Diabetic retinopathy (DR), Retinopathy of Pre-maturity (ROP), and Age-related Macular Degeneration (AMD) are multifactorial manifestations associated with abnormal growth of blood vessels in the retina. These three diseases account for 5% of the total blindness and vision impairment in the US alone. The current treatment options involve heavily invasive techniques such as frequent intravitreal administration of anti-VEGF (vascular endothelial growth factor) antibodies, which pose serious risks of endophthalmitis, retinal detachment and a multitude of adverse effects stemming from the diverse physiological processes that involve VEGF. To overcome these limitations, this current study utilizes a micellar delivery vehicle (MC) decorated with an anti-angiogenic peptide (aANGP) that inhibits αvβ3 mediated neovascularization using primary endothelial cells (HUVEC).
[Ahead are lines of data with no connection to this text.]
//! Counters for input that was skipped or merged during a rebuild

/// What a graph build dropped or collapsed
///
/// None of these are errors. Malformed entities and dangling relations are
/// skipped so ingestion never fails; duplicates are idempotent no-ops.
#[derive(Debug, Clone, Copy, Default, PartialEq, Eq)]
pub struct BuildDiagnostics {
    /// Entities missing a type or primary key
    pub malformed_entities: usize,

    /// Entities whose node already existed
    pub duplicate_entities: usize,

    /// Relations with an endpoint not present in the registry
    pub unresolved_relations: usize,

    /// Relations whose id was already seen in the same input
    pub duplicate_relations: usize,
}

impl BuildDiagnostics {
    /// Create empty diagnostics
    pub fn new() -> Self {
        Self::default()
    }

    /// Total number of inputs that did not produce a node or an edge member
    pub fn total_skipped(&self) -> usize {
        self.malformed_entities
            + self.duplicate_entities
            + self.unresolved_relations
            + self.duplicate_relations
    }

    /// Whether every input was used
    pub fn is_clean(&self) -> bool {
        self.total_skipped() == 0
    }

    /// Generate a summary report
    pub fn summary(&self) -> String {
        let lines = [
            "Build Diagnostics".to_string(),
            "=================".to_string(),
            format!("Malformed entities: {}", self.malformed_entities),
            format!("Duplicate entities: {}", self.duplicate_entities),
            format!("Unresolved relations: {}", self.unresolved_relations),
            format!("Duplicate relations: {}", self.duplicate_relations),
        ];
        lines.join("\n")
    }
}
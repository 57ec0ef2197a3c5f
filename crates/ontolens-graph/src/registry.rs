//! Entity/node registry

use ontolens_domain::{Entity, EntityRef, NodeId, PrimaryKey};
use rand::rngs::StdRng;
use rand::{Rng, SeedableRng};
use std::collections::BTreeMap;

/// A node in the display graph, one per distinct `(entity_type, primary_key)`
#[derive(Debug, Clone, PartialEq)]
pub struct GraphNode {
    /// Deterministic node id
    pub id: NodeId,

    /// Entity type tag
    pub entity_type: String,

    /// Primary key of the entity
    pub primary_key: PrimaryKey,

    /// Display label
    pub label: String,

    /// Entity properties (multi-valued)
    pub properties: BTreeMap<String, Vec<String>>,

    /// Horizontal position
    pub x: f64,

    /// Vertical position
    pub y: f64,

    /// Number of distinct display edges touching this node
    pub degree: usize,

    /// Visual size derived from degree
    pub size: f64,
}

/// Maps entities to unique nodes
///
/// Inserting the same `(entity_type, primary_key)` twice is a no-op, and
/// malformed entities are skipped. Neither case is an error; both are
/// counted for diagnostics.
pub struct NodeRegistry {
    nodes: BTreeMap<NodeId, GraphNode>,
    rng: StdRng,
    canvas_size: f64,
    malformed: usize,
    duplicates: usize,
}

impl NodeRegistry {
    /// Create an empty registry placing new nodes on a square canvas
    ///
    /// With a seed, initial positions are reproducible.
    pub fn new(canvas_size: f64, seed: Option<u64>) -> Self {
        let rng = match seed {
            Some(seed) => StdRng::seed_from_u64(seed),
            None => StdRng::from_entropy(),
        };

        Self {
            nodes: BTreeMap::new(),
            rng,
            canvas_size,
            malformed: 0,
            duplicates: 0,
        }
    }

    /// Insert an entity, returning its node id
    ///
    /// Returns `None` only for malformed entities (missing type or key).
    ///
    /// # Examples
    ///
    /// ```
    /// use ontolens_domain::Entity;
    /// use ontolens_graph::NodeRegistry;
    ///
    /// let mut registry = NodeRegistry::new(100.0, Some(1));
    /// let a = registry.upsert_entity(&Entity::new("Issue", "SRE-1"));
    /// let b = registry.upsert_entity(&Entity::new("Issue", "SRE-1"));
    /// assert_eq!(a, b);
    /// assert_eq!(registry.len(), 1);
    /// ```
    pub fn upsert_entity(&mut self, entity: &Entity) -> Option<NodeId> {
        if !entity.is_well_formed() {
            self.malformed += 1;
            tracing::trace!(
                entity_type = %entity.entity_type,
                primary_key = %entity.primary_key,
                "skipping malformed entity"
            );
            return None;
        }

        let id = entity.node_id();
        if self.nodes.contains_key(&id) {
            self.duplicates += 1;
            return Some(id);
        }

        let (x, y) = self.random_position();
        self.nodes.insert(
            id.clone(),
            GraphNode {
                id: id.clone(),
                entity_type: entity.entity_type.clone(),
                primary_key: entity.primary_key.clone(),
                label: entity.display_name(),
                properties: entity.properties.clone(),
                x,
                y,
                degree: 0,
                size: 0.0,
            },
        );

        Some(id)
    }

    /// Resolve a relation endpoint to a registered node id
    pub fn resolve(&self, entity: &EntityRef) -> Option<NodeId> {
        let id = entity.node_id();
        self.nodes.contains_key(&id).then_some(id)
    }

    /// Whether a node id is registered
    pub fn contains(&self, id: &NodeId) -> bool {
        self.nodes.contains_key(id)
    }

    /// Get a node by id
    pub fn get(&self, id: &NodeId) -> Option<&GraphNode> {
        self.nodes.get(id)
    }

    /// Number of registered nodes
    pub fn len(&self) -> usize {
        self.nodes.len()
    }

    /// Whether no nodes are registered
    pub fn is_empty(&self) -> bool {
        self.nodes.is_empty()
    }

    /// Iterate over nodes in id order
    pub fn nodes(&self) -> impl Iterator<Item = &GraphNode> {
        self.nodes.values()
    }

    /// Number of malformed entities skipped so far
    pub fn malformed_count(&self) -> usize {
        self.malformed
    }

    /// Number of duplicate insertions ignored so far
    pub fn duplicate_count(&self) -> usize {
        self.duplicates
    }

    /// Consume the registry, yielding its nodes
    pub fn into_nodes(self) -> BTreeMap<NodeId, GraphNode> {
        self.nodes
    }

    fn random_position(&mut self) -> (f64, f64) {
        let half = self.canvas_size / 2.0;
        let x = self.rng.gen::<f64>() * self.canvas_size - half;
        let y = self.rng.gen::<f64>() * self.canvas_size - half;
        (x, y)
    }
}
Stable incorporation of the peptide into the micelles (aANGP-MCs) for high valency surface display was achieved with a lipidated peptide construct. After 24 h of treatment, aANGP-MCs showed significantly higher inhibition of proliferation and migration compared to free from aANGP peptide. A tube formation assay clearly demonstrated a dose-dependent angiogenic inhibitory effect of aANGP-MCs with a maximum inhibition at 4 μg/mL, a 1000-fold lower concentration than that required for free from aANGP to display a biological effect. These results demonstrate valency-dependent enhancement in the therapeutic efficacy of a bioactive peptide following conjugation to nanoparticle surfaces and present a possible treatment alternative to anti-VEGF antibody therapy with decreased side effects and more versatile options for controlled delivery.